**Task to complete**: If a line in the entries includes "Output", show that line.
--------------------------------------------------
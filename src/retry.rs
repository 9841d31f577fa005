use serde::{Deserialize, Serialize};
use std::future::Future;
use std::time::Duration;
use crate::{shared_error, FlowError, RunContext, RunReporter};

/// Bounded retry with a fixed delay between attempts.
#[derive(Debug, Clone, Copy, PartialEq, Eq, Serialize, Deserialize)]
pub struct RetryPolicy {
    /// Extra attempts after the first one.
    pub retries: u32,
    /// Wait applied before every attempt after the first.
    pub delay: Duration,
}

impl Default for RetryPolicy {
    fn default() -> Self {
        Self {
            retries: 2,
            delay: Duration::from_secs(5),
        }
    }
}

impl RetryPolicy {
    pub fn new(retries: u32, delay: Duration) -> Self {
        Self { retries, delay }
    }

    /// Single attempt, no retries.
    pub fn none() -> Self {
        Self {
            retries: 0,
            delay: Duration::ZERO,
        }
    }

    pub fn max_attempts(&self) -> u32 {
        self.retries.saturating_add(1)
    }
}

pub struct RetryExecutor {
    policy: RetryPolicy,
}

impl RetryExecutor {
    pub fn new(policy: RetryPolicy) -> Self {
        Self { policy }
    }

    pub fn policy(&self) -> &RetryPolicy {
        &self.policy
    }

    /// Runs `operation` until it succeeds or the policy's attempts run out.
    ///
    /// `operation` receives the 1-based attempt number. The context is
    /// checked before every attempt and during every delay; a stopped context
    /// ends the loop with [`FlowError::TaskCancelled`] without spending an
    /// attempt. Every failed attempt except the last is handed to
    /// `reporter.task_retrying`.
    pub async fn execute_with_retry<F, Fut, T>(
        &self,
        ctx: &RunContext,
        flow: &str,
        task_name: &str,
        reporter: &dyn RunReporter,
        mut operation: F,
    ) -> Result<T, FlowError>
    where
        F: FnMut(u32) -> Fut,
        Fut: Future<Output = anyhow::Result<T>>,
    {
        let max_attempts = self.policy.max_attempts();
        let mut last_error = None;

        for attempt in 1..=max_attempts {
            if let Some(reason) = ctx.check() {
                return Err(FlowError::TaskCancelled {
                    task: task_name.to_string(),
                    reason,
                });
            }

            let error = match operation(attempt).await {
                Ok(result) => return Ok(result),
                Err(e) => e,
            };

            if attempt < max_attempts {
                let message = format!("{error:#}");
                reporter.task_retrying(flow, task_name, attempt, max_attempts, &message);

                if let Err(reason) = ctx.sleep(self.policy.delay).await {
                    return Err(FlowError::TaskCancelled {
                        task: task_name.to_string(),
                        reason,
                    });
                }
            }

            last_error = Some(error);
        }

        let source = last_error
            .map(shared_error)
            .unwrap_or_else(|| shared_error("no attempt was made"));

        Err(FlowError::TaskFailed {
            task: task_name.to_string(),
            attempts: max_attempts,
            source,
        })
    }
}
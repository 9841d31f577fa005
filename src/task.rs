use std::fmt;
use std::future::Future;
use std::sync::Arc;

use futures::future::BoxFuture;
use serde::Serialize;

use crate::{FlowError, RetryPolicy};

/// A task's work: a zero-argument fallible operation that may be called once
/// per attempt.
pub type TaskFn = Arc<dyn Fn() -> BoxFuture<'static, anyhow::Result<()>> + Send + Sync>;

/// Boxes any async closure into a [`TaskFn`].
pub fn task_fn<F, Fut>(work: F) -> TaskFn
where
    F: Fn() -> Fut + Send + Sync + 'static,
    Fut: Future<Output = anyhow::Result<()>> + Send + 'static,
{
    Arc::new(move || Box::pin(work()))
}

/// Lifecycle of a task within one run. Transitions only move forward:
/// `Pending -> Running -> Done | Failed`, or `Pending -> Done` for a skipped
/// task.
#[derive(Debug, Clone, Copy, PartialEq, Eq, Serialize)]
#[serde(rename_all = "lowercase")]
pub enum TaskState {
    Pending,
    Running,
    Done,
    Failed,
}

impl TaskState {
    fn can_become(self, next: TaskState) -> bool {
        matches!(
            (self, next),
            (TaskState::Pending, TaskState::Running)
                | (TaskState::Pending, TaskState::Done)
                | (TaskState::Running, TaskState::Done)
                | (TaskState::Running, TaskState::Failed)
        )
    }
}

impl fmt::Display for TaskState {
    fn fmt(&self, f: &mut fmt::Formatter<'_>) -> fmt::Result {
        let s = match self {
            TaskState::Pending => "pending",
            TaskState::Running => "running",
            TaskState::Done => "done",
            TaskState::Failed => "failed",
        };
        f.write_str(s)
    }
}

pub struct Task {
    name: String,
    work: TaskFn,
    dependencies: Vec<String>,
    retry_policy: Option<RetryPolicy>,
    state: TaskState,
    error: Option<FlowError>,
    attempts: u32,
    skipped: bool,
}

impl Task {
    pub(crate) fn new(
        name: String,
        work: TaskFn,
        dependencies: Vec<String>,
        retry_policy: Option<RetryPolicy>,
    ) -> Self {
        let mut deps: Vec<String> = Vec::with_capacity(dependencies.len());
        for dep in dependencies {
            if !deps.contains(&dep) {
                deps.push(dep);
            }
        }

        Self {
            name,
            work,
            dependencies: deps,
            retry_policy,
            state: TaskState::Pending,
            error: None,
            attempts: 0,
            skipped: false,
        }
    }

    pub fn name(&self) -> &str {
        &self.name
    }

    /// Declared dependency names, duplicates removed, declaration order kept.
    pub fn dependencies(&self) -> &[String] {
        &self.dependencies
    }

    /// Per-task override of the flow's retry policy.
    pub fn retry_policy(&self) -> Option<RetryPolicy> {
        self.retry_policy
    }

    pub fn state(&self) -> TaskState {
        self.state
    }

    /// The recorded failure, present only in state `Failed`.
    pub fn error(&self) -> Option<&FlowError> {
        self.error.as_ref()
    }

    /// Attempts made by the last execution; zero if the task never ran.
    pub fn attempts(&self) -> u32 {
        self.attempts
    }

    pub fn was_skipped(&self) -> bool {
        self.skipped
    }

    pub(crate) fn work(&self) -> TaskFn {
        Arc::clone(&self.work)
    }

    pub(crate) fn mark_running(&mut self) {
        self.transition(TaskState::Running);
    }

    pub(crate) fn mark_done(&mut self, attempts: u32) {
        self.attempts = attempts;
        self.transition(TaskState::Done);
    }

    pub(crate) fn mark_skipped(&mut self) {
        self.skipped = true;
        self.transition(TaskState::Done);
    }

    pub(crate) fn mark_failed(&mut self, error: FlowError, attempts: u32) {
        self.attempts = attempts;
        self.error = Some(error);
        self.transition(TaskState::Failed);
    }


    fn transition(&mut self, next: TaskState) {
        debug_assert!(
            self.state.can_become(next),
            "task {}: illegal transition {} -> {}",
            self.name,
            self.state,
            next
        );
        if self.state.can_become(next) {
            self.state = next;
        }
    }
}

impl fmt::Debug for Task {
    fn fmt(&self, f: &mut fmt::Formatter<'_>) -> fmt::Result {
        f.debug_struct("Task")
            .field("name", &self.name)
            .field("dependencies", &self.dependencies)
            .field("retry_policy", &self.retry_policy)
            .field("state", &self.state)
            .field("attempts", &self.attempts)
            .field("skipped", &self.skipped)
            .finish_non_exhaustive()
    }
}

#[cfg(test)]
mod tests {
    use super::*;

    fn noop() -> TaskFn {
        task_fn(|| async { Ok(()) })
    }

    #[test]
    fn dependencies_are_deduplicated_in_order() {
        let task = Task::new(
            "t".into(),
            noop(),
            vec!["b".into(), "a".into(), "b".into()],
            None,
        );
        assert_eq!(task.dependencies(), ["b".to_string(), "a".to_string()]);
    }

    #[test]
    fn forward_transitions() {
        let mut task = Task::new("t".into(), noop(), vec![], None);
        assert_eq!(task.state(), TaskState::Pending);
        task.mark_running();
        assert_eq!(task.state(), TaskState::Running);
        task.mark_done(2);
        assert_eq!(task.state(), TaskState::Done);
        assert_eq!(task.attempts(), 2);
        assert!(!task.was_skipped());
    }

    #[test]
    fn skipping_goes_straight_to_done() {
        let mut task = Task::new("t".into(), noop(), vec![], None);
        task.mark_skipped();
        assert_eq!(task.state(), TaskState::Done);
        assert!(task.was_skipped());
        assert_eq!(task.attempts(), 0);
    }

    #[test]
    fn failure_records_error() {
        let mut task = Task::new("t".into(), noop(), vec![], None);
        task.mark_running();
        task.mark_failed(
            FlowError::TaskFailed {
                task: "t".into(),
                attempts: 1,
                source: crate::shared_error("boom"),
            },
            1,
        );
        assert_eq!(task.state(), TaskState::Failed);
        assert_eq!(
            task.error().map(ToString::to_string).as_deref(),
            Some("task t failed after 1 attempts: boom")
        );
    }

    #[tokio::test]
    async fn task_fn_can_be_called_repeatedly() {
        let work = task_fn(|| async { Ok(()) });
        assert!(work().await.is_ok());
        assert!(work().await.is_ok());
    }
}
--------------------------------------------------
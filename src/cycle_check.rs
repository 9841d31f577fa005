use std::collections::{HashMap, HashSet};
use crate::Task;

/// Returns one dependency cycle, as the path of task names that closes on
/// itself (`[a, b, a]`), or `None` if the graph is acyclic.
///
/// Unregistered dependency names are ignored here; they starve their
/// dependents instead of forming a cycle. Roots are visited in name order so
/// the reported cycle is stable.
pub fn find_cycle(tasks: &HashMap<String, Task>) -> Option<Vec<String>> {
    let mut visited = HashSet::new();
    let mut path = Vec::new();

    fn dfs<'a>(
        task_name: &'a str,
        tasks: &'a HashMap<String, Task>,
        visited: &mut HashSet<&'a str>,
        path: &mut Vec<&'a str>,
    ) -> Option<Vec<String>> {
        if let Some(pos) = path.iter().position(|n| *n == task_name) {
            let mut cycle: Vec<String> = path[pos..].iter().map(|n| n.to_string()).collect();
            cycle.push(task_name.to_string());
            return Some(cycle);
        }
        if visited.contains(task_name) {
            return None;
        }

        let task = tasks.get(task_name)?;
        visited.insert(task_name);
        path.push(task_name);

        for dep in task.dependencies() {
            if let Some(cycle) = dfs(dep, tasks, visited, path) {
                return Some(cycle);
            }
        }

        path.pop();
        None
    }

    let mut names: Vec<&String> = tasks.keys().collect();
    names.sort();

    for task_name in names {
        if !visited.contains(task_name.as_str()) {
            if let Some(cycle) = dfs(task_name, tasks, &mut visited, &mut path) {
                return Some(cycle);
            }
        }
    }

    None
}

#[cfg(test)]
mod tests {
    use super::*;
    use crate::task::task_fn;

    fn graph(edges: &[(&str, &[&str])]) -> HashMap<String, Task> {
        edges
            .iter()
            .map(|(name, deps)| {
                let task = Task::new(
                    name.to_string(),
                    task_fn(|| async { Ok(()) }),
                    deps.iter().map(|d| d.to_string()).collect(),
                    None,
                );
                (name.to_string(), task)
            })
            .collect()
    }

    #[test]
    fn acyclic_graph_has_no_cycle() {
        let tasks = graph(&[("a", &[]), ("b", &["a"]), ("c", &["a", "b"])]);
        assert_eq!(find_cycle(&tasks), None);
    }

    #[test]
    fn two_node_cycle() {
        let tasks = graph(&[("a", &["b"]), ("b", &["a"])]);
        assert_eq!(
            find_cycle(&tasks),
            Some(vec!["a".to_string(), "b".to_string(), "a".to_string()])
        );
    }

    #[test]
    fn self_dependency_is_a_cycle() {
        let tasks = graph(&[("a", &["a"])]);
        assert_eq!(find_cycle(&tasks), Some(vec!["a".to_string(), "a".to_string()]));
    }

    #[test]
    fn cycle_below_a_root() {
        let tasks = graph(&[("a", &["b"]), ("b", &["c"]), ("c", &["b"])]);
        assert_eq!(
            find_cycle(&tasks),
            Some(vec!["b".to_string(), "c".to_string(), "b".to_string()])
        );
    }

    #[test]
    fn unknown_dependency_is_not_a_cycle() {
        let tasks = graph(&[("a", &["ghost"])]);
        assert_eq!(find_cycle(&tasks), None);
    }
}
--------------------------------------------------
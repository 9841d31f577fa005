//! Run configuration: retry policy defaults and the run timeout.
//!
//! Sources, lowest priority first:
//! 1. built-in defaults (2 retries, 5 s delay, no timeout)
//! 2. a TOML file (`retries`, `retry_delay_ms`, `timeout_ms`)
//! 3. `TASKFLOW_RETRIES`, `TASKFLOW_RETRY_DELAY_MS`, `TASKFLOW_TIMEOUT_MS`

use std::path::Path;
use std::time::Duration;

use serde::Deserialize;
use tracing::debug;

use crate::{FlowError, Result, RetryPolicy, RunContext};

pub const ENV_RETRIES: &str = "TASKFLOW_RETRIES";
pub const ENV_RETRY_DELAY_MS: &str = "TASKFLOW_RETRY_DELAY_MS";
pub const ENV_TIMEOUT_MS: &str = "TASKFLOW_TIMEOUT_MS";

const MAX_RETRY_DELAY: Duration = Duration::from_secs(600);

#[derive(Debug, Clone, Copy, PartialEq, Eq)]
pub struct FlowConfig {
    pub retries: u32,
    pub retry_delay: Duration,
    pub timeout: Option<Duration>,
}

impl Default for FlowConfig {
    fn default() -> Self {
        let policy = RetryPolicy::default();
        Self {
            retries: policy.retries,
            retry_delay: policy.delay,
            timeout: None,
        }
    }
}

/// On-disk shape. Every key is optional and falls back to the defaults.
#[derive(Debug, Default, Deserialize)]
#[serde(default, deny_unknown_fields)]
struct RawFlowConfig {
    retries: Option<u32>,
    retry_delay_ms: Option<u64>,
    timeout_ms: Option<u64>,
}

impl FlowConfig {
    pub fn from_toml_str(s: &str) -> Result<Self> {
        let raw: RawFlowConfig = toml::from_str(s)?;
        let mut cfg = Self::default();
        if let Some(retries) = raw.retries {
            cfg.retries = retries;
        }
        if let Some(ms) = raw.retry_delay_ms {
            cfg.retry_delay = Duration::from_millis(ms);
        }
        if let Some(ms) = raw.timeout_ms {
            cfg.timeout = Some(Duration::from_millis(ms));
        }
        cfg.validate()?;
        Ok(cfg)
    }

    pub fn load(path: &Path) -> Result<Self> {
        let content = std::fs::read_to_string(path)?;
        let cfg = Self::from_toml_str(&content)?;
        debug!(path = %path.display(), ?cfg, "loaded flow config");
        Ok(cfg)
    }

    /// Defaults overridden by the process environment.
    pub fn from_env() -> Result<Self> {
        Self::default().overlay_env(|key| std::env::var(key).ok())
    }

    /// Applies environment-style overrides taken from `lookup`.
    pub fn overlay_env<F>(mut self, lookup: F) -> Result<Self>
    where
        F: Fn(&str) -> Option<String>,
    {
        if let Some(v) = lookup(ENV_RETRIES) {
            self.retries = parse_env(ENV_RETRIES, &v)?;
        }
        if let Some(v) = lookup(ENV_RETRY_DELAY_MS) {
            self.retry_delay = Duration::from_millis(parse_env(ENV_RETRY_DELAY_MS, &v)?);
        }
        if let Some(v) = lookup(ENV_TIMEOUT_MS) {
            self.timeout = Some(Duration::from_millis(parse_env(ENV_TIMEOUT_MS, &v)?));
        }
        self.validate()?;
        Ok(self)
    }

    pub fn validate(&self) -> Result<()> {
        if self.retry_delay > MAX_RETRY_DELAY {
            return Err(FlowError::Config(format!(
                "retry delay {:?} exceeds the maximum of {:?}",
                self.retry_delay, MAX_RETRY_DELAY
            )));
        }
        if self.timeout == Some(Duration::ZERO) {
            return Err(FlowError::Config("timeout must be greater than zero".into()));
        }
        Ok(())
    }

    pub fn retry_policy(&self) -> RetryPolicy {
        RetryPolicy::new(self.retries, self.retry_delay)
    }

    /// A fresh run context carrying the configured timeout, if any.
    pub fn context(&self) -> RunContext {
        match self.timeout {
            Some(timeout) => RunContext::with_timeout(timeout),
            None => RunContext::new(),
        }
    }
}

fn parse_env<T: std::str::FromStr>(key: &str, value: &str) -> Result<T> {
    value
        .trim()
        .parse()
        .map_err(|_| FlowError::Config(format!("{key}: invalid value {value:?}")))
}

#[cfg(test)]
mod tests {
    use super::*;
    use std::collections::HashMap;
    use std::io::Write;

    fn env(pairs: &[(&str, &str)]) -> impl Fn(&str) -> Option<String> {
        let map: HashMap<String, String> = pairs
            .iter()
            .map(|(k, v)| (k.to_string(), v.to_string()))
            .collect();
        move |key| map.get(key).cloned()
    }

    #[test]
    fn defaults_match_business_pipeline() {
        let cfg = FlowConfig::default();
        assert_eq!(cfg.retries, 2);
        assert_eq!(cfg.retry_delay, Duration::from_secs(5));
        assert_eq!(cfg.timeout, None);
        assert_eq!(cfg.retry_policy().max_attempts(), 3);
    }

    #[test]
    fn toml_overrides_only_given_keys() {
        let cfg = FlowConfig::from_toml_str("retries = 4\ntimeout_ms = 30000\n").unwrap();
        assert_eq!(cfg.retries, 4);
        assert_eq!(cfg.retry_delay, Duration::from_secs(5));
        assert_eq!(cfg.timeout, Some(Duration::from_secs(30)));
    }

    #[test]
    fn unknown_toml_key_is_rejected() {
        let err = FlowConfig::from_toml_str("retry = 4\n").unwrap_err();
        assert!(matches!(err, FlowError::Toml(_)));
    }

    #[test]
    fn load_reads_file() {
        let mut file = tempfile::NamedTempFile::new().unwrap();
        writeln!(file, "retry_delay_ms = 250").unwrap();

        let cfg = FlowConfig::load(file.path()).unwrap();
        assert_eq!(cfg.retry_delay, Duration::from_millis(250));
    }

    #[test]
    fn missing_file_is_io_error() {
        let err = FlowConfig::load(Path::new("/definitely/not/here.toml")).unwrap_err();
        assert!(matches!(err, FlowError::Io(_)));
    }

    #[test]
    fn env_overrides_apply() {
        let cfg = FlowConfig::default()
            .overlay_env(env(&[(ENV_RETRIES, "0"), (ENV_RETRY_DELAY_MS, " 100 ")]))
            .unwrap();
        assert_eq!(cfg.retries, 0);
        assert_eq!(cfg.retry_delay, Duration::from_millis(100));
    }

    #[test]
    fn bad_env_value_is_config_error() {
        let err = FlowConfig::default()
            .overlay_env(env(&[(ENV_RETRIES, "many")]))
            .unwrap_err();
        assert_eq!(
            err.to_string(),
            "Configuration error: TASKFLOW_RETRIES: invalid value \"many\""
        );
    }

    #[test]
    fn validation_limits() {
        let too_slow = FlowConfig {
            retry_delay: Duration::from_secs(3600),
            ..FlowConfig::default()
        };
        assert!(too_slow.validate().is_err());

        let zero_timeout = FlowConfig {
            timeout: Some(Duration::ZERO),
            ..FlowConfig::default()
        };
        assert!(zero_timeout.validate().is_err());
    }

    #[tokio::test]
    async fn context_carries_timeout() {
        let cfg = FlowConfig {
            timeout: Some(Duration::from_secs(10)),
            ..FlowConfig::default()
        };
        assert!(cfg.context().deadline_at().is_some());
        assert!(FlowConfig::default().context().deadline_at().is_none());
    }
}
--------------------------------------------------
**Written answer**:
        Fut: Future<Output = anyhow::Result<T>>,
    Fut: Future<Output = anyhow::Result<()>> + Send + 'static,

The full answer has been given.